Таким образом, к началу постромантической эпохи определились два основных воззрения на иронию, восходящих к античности. Первое признавало «божественную иронию» (Гофман) высшей духовной позицией, свидетельством гордой силы человеческой мысли. Согласно другому, ирония, если ею начинают злоупотреблять, — «сродни душевным недугам»42. Оба эти представления присутствуют в диалектическом единстве в теории иронии С. Кьеркегора («О понятии иронии...», «Или-или»). Оценку иронии датским философом нельзя назвать ни апологетической, ни критической: он пытается соединить взаимоисключающие точки зрения и достигает этого весьма оригинальным способом. Творческое «Я» философа как бы раздваивается на Этика и Эстетика, которые ведут более или менее явный диалог во всех его работах. Одной из главных проблем этого вечного поединка как раз и является проблема иронии.

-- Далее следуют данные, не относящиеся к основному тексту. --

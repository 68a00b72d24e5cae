//! Neon Geometry - a wireframe lattice that morphs between classic parametric
//! surfaces and swells with the low end of whatever the microphone hears.
//!
//! Keys: Space/Enter morph, A enable audio, Tab next microphone, Esc quit.

use std::sync::Arc;
use std::time::Instant;

use anyhow::Context;
use clap::Parser;
use winit::{
    application::ApplicationHandler,
    event::*,
    event_loop::{ActiveEventLoop, EventLoop},
    keyboard::{KeyCode, PhysicalKey},
    window::{Window, WindowId},
};

use neon_geometry::audio::{AudioBackend, AudioInput, CaptureStatus, CpalBackend, DeviceList};
use neon_geometry::camera::CameraSystem;
use neon_geometry::cli::{Args, Settings};
use neon_geometry::params::RenderConfig;
use neon_geometry::rendering::{morph_vertices, RenderSystem, Uniforms};
use neon_geometry::scene::Scene;
use neon_geometry::surface::{GeometryCache, CATALOG};

/// Main application state
struct App {
    // Window and rendering
    window: Option<Arc<Window>>,
    render_system: Option<RenderSystem>,

    // Simulation systems
    scene: Scene,
    camera: CameraSystem,
    audio: AudioInput,
    devices: DeviceList,

    // Configuration
    render_config: RenderConfig,

    // Time tracking
    start_time: Instant,

    /// Last window title, to skip redundant updates
    title: String,

    /// Startup failure to report once the event loop exits
    fatal: Option<anyhow::Error>,
}

impl App {
    fn new(
        settings: Settings,
        cache: Arc<GeometryCache>,
        audio: AudioInput,
        devices: DeviceList,
    ) -> Self {
        let scene = Scene::new(cache, settings.morph, settings.analyser, settings.level);
        let camera = CameraSystem::new(settings.camera);

        Self {
            window: None,
            render_system: None,
            scene,
            camera,
            audio,
            devices,
            render_config: settings.render,
            start_time: Instant::now(),
            title: String::new(),
            fatal: None,
        }
    }

    fn elapsed_s(&self) -> f64 {
        self.start_time.elapsed().as_secs_f64()
    }

    fn init_window(&mut self, event_loop: &ActiveEventLoop) -> anyhow::Result<()> {
        let window_attributes = Window::default_attributes()
            .with_title("Neon Geometry")
            .with_inner_size(winit::dpi::LogicalSize::new(
                self.render_config.window_width,
                self.render_config.window_height,
            ));

        let window = Arc::new(
            event_loop
                .create_window(window_attributes)
                .context("failed to create window")?,
        );

        let morph = self.scene.morph();
        let vertices = morph_vertices(self.scene.cache().grid(), morph.source(), morph.target());
        let render_system = pollster::block_on(RenderSystem::new(
            Arc::clone(&window),
            self.scene.cache().grid(),
            &vertices,
            &self.render_config,
        ))
        .context("failed to initialize renderer")?;

        log::info!("Neon Geometry is running");
        log::info!("Space: morph | A: audio | Tab: next microphone | Esc: quit");

        self.window = Some(window);
        self.render_system = Some(render_system);
        Ok(())
    }

    fn trigger_morph(&mut self) {
        let now = self.elapsed_s();
        if self.scene.trigger_morph(now).is_none() {
            return;
        }

        // Endpoints change only here; the shader does the blending
        if let Some(render_system) = &self.render_system {
            let morph = self.scene.morph();
            let vertices =
                morph_vertices(self.scene.cache().grid(), morph.source(), morph.target());
            render_system.update_vertices(&vertices);
        }
    }

    fn enable_audio(&mut self) {
        self.audio.request(self.devices.selected().device_id());
        self.scene.reset_audio_history();
    }

    fn next_device(&mut self) {
        let option = self.devices.cycle().clone();
        log::info!("Microphone: {}", option.label);

        if self.audio.switch_device(option.device_id()) {
            self.scene.reset_audio_history();
        }
    }

    /// Render a single frame
    fn render_frame(&mut self, event_loop: &ActiveEventLoop) {
        let time_s = self.elapsed_s();

        if self.audio.poll() {
            match self.audio.status() {
                CaptureStatus::Unsupported { reason } | CaptureStatus::Failed { reason } => {
                    log::warn!("Audio: {} ({})", self.audio.status().label(), reason)
                }
                status => log::info!("Audio: {}", status.label()),
            }
        }

        let frame = self.scene.frame(time_s, self.audio.tap());
        self.update_title();

        let Some(render_system) = &mut self.render_system else {
            return;
        };

        let (width, height) = render_system.size();
        self.render_config.window_width = width;
        self.render_config.window_height = height;

        let (view_proj, _eye) = self
            .camera
            .create_view_proj_matrix(time_s, &self.render_config);

        render_system.update_uniforms(&Uniforms {
            view_proj: view_proj.to_cols_array_2d(),
            time: frame.time,
            morph_factor: frame.morph_factor,
            audio_level: frame.audio_level,
            fog_near: self.render_config.fog_near,
            fog_far: self.render_config.fog_far,
            _padding: [0.0; 3],
        });

        match render_system.render() {
            Ok(()) => {}
            Err(wgpu::SurfaceError::Lost | wgpu::SurfaceError::Outdated) => {
                render_system.resize(width, height)
            }
            Err(wgpu::SurfaceError::OutOfMemory) => {
                log::error!("Render error: out of GPU memory");
                event_loop.exit();
            }
            Err(e) => log::warn!("Render error: {:?}", e),
        }
    }

    fn update_title(&mut self) {
        let status = self.scene.status();
        let mut audio = self.audio.status().label().to_string();
        if self.audio.is_active() {
            audio = format!("{} {}", audio, self.scene.audio().display());
        } else if let Some(reason) = self.audio.status().reason() {
            audio = format!("{} [{}]", audio, reason);
        }

        let title = format!("{} | {} | {}", status.title, status.status, audio);
        if title == self.title {
            return;
        }

        if let Some(window) = &self.window {
            window.set_title(&title);
        }
        log::debug!("{}", title);
        self.title = title;
    }
}

impl ApplicationHandler for App {
    fn about_to_wait(&mut self, _event_loop: &ActiveEventLoop) {
        if let Some(window) = &self.window {
            window.request_redraw();
        }
    }

    fn resumed(&mut self, event_loop: &ActiveEventLoop) {
        if self.window.is_some() {
            return; // Already initialized
        }

        if let Err(e) = self.init_window(event_loop) {
            log::error!("{:#}", e);
            self.fatal = Some(e);
            event_loop.exit();
        }
    }

    fn window_event(
        &mut self,
        event_loop: &ActiveEventLoop,
        _window_id: WindowId,
        event: WindowEvent,
    ) {
        match event {
            WindowEvent::CloseRequested => event_loop.exit(),
            WindowEvent::KeyboardInput {
                event:
                    KeyEvent {
                        state: ElementState::Pressed,
                        physical_key: PhysicalKey::Code(code),
                        repeat: false,
                        ..
                    },
                ..
            } => match code {
                KeyCode::Escape => event_loop.exit(),
                KeyCode::Space | KeyCode::Enter => self.trigger_morph(),
                KeyCode::KeyA => self.enable_audio(),
                KeyCode::Tab => self.next_device(),
                _ => {}
            },
            WindowEvent::Resized(size) => {
                if let Some(render_system) = &mut self.render_system {
                    render_system.resize(size.width, size.height);
                }
            }
            WindowEvent::RedrawRequested => {
                self.render_frame(event_loop);
            }
            _ => {}
        }
    }
}

fn main() -> anyhow::Result<()> {
    env_logger::Builder::from_env(env_logger::Env::default().default_filter_or("info")).init();

    let args = Args::parse();
    let backend: Arc<dyn AudioBackend> = Arc::new(CpalBackend);

    let mut devices = DeviceList::query(backend.as_ref()).unwrap_or_else(|e| {
        log::warn!("Error enumerating devices: {}", e);
        DeviceList::default()
    });

    if args.list_devices {
        for option in devices.options().iter().skip(1) {
            println!("{}", option.label);
        }
        return Ok(());
    }

    if let Some(name) = &args.device {
        if !devices.select(name) {
            log::warn!("Microphone '{}' not found, using default input", name);
        }
    }

    let settings = args.settings();
    settings.validate().context("invalid configuration")?;

    let cache = Arc::new(
        GeometryCache::build(&CATALOG, &settings.geometry)
            .context("failed to build surface geometry")?,
    );

    let mut audio = AudioInput::new(backend, settings.analyser.tap_capacity);
    if args.audio {
        audio.request(devices.selected().device_id());
    }

    let mut app = App::new(settings, cache, audio, devices);
    let event_loop = EventLoop::new().context("failed to create event loop")?;
    event_loop.run_app(&mut app)?;

    match app.fatal.take() {
        Some(e) => Err(e),
        None => Ok(()),
    }
}
//! Microphone capture session with a single acquisition slot.
//!
//! Opening a device can block (and on some hosts prompt the user), so each
//! request runs on its own worker thread and the render loop only polls for the
//! outcome. A new request replaces the slot: the old capture is told to stop, and
//! the new worker joins the old one before opening anything, so two captures are
//! never live at the same time. Only the newest request's outcome is honored.

use std::sync::mpsc::{self, Receiver, Sender};
use std::sync::Arc;
use std::thread::{self, JoinHandle};

use super::device::AudioBackend;
use super::tap::SampleTap;
use crate::error::AudioError;

/// Capture state, mirrored in the status line
#[derive(Debug, Clone, PartialEq)]
pub enum CaptureStatus {
    Idle,
    Requesting,
    Active { device: String },
    Unsupported { reason: String },
    Failed { reason: String },
}

impl CaptureStatus {
    pub fn label(&self) -> &'static str {
        match self {
            Self::Idle => "Enable Audio",
            Self::Requesting => "Requesting...",
            Self::Active { .. } => "Audio Active",
            Self::Unsupported { .. } => "Not Supported",
            Self::Failed { .. } => "Error / Denied",
        }
    }

    /// Platform-style error reason, if capture failed
    pub fn reason(&self) -> Option<&str> {
        match self {
            Self::Unsupported { reason } | Self::Failed { reason } => Some(reason),
            _ => None,
        }
    }
}

struct Outcome {
    generation: u64,
    result: Result<String, AudioError>,
}

/// The in-flight or live capture
struct Slot {
    /// Dropping this tells the worker to release its capture
    stop: Sender<()>,
    worker: JoinHandle<()>,
}

pub struct AudioInput {
    backend: Arc<dyn AudioBackend>,
    tap_capacity: usize,
    tap: SampleTap,
    status: CaptureStatus,
    generation: u64,
    slot: Option<Slot>,
    outcomes_tx: Sender<Outcome>,
    outcomes_rx: Receiver<Outcome>,
}

impl AudioInput {
    pub fn new(backend: Arc<dyn AudioBackend>, tap_capacity: usize) -> Self {
        let (outcomes_tx, outcomes_rx) = mpsc::channel();
        Self {
            backend,
            tap_capacity,
            tap: SampleTap::new(tap_capacity),
            status: CaptureStatus::Idle,
            generation: 0,
            slot: None,
            outcomes_tx,
            outcomes_rx,
        }
    }

    pub fn status(&self) -> &CaptureStatus {
        &self.status
    }

    pub fn is_active(&self) -> bool {
        matches!(self.status, CaptureStatus::Active { .. })
    }

    /// Samples of the live capture, if any
    pub fn tap(&self) -> Option<&SampleTap> {
        self.is_active().then_some(&self.tap)
    }

    /// Start capturing from `device_id` (host default for `None`), releasing any
    /// current capture first. Never blocks.
    pub fn request(&mut self, device_id: Option<&str>) {
        self.generation += 1;
        let generation = self.generation;

        // Fresh tap: a stream still winding down must not feed the new one
        self.tap = SampleTap::new(self.tap_capacity);
        let previous = self.slot.take().map(|slot| {
            drop(slot.stop);
            slot.worker
        });

        let (stop_tx, stop_rx) = mpsc::channel::<()>();
        let backend = Arc::clone(&self.backend);
        let tap = self.tap.clone();
        let outcomes = self.outcomes_tx.clone();
        let device_id = device_id.map(str::to_string);

        log::info!(
            "Requesting audio input: {}",
            device_id.as_deref().unwrap_or("default device")
        );

        let spawned = thread::Builder::new()
            .name("audio-capture".into())
            .spawn(move || {
                if let Some(previous) = previous {
                    let _ = previous.join();
                }

                match backend.open_capture(device_id.as_deref(), tap) {
                    Ok(capture) => {
                        let _ = outcomes.send(Outcome {
                            generation,
                            result: Ok(capture.device_name().to_string()),
                        });
                        // Blocks until the slot is replaced or the session ends
                        let _ = stop_rx.recv();
                        log::debug!("Releasing audio input: {}", capture.device_name());
                        drop(capture);
                    }
                    Err(e) => {
                        let _ = outcomes.send(Outcome {
                            generation,
                            result: Err(e),
                        });
                    }
                }
            });

        match spawned {
            Ok(worker) => {
                self.slot = Some(Slot {
                    stop: stop_tx,
                    worker,
                });
                self.status = CaptureStatus::Requesting;
            }
            Err(e) => {
                log::warn!("Audio init failed: could not spawn capture worker: {}", e);
                self.status = CaptureStatus::Failed {
                    reason: "AbortError".to_string(),
                };
            }
        }
    }

    /// Re-request with a new device, but only if capture is already wanted.
    /// Returns true if a request was issued.
    pub fn switch_device(&mut self, device_id: Option<&str>) -> bool {
        match self.status {
            CaptureStatus::Active { .. } | CaptureStatus::Requesting => {
                self.request(device_id);
                true
            }
            _ => false,
        }
    }

    /// Pick up finished acquisitions. Call once per frame. Returns true if the
    /// status changed.
    pub fn poll(&mut self) -> bool {
        let mut changed = false;

        while let Ok(outcome) = self.outcomes_rx.try_recv() {
            if outcome.generation != self.generation {
                continue;
            }

            self.status = match outcome.result {
                Ok(device) => {
                    log::info!("Microphone access granted: {}", device);
                    CaptureStatus::Active { device }
                }
                Err(e) => {
                    log::warn!("Audio init failed: {}", e);
                    let reason = e.reason().to_string();
                    match e {
                        AudioError::Unsupported(_) => CaptureStatus::Unsupported { reason },
                        _ => CaptureStatus::Failed { reason },
                    }
                }
            };
            changed = true;
        }

        changed
    }

    /// Release the capture and wait for the device to close.
    pub fn stop(&mut self) {
        self.generation += 1;
        if let Some(slot) = self.slot.take() {
            drop(slot.stop);
            let _ = slot.worker.join();
        }
        self.status = CaptureStatus::Idle;
    }
}

impl Drop for AudioInput {
    fn drop(&mut self) {
        self.stop();
    }
}
//! Neon Geometry library - morphing parametric surfaces driven by microphone input

pub mod audio;
pub mod camera;
pub mod cli;
pub mod error;
pub mod morph;
pub mod params;
pub mod rendering;
pub mod scene;
pub mod surface;
// Copyright (c) 2025 Steve Wagner (ciroque@live.com)
// SPDX-License-Identifier: MIT

mod loader;
mod options;
mod validation;

pub mod consts;

pub use loader::{load_and_validate_config, load_config, Config, LoggingConfig};
pub use options::ProcessorOptions;
pub use validation::validate_options;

В центре философской системы С. Кьеркегора — апология субъективности, но не фихтевской или романтической, а явившейся как исторически неизбежная форма развития человеческой личности. Отстаивая права субъективности против чрезмерного гегелевского объективизма, философ утверждает: «Ирония возникает с появлением субъективности в мировой истории.

Ирония — это первое и наиболее абстрактное определение субъективности»43. Отсюда следует, что ирония, по мнению Кьеркегора, предполагает развитую субъективность. Кьеркегоровский ироник не признает ничего абсолютного и не видит оснований делать исключения для нравственных постулатов. Это не значит, что он обречен быть преступником или «чудовищем порока», чаще всего он соблюдает внешнюю видимость приличия, чтобы не посягали на его подлинную свободу.

Отчетливо представляя себе опасность «иронического» восприятия действительности, С. Кьеркегор в то же время явно находится под его влиянием, иногда практически отождествляясь со своим предполагаемым оппонентом. «Правильно настроенный индивид» представляется ему ограничившим собственную иронию. Развитая субъективность должна пройти «очистительное крещение иронией» для достижения «свежести и бодрости»: «Если и нужно предостеречь от иронии как от искусителя, то нужно и воздать ей хвалу как наставнику»44.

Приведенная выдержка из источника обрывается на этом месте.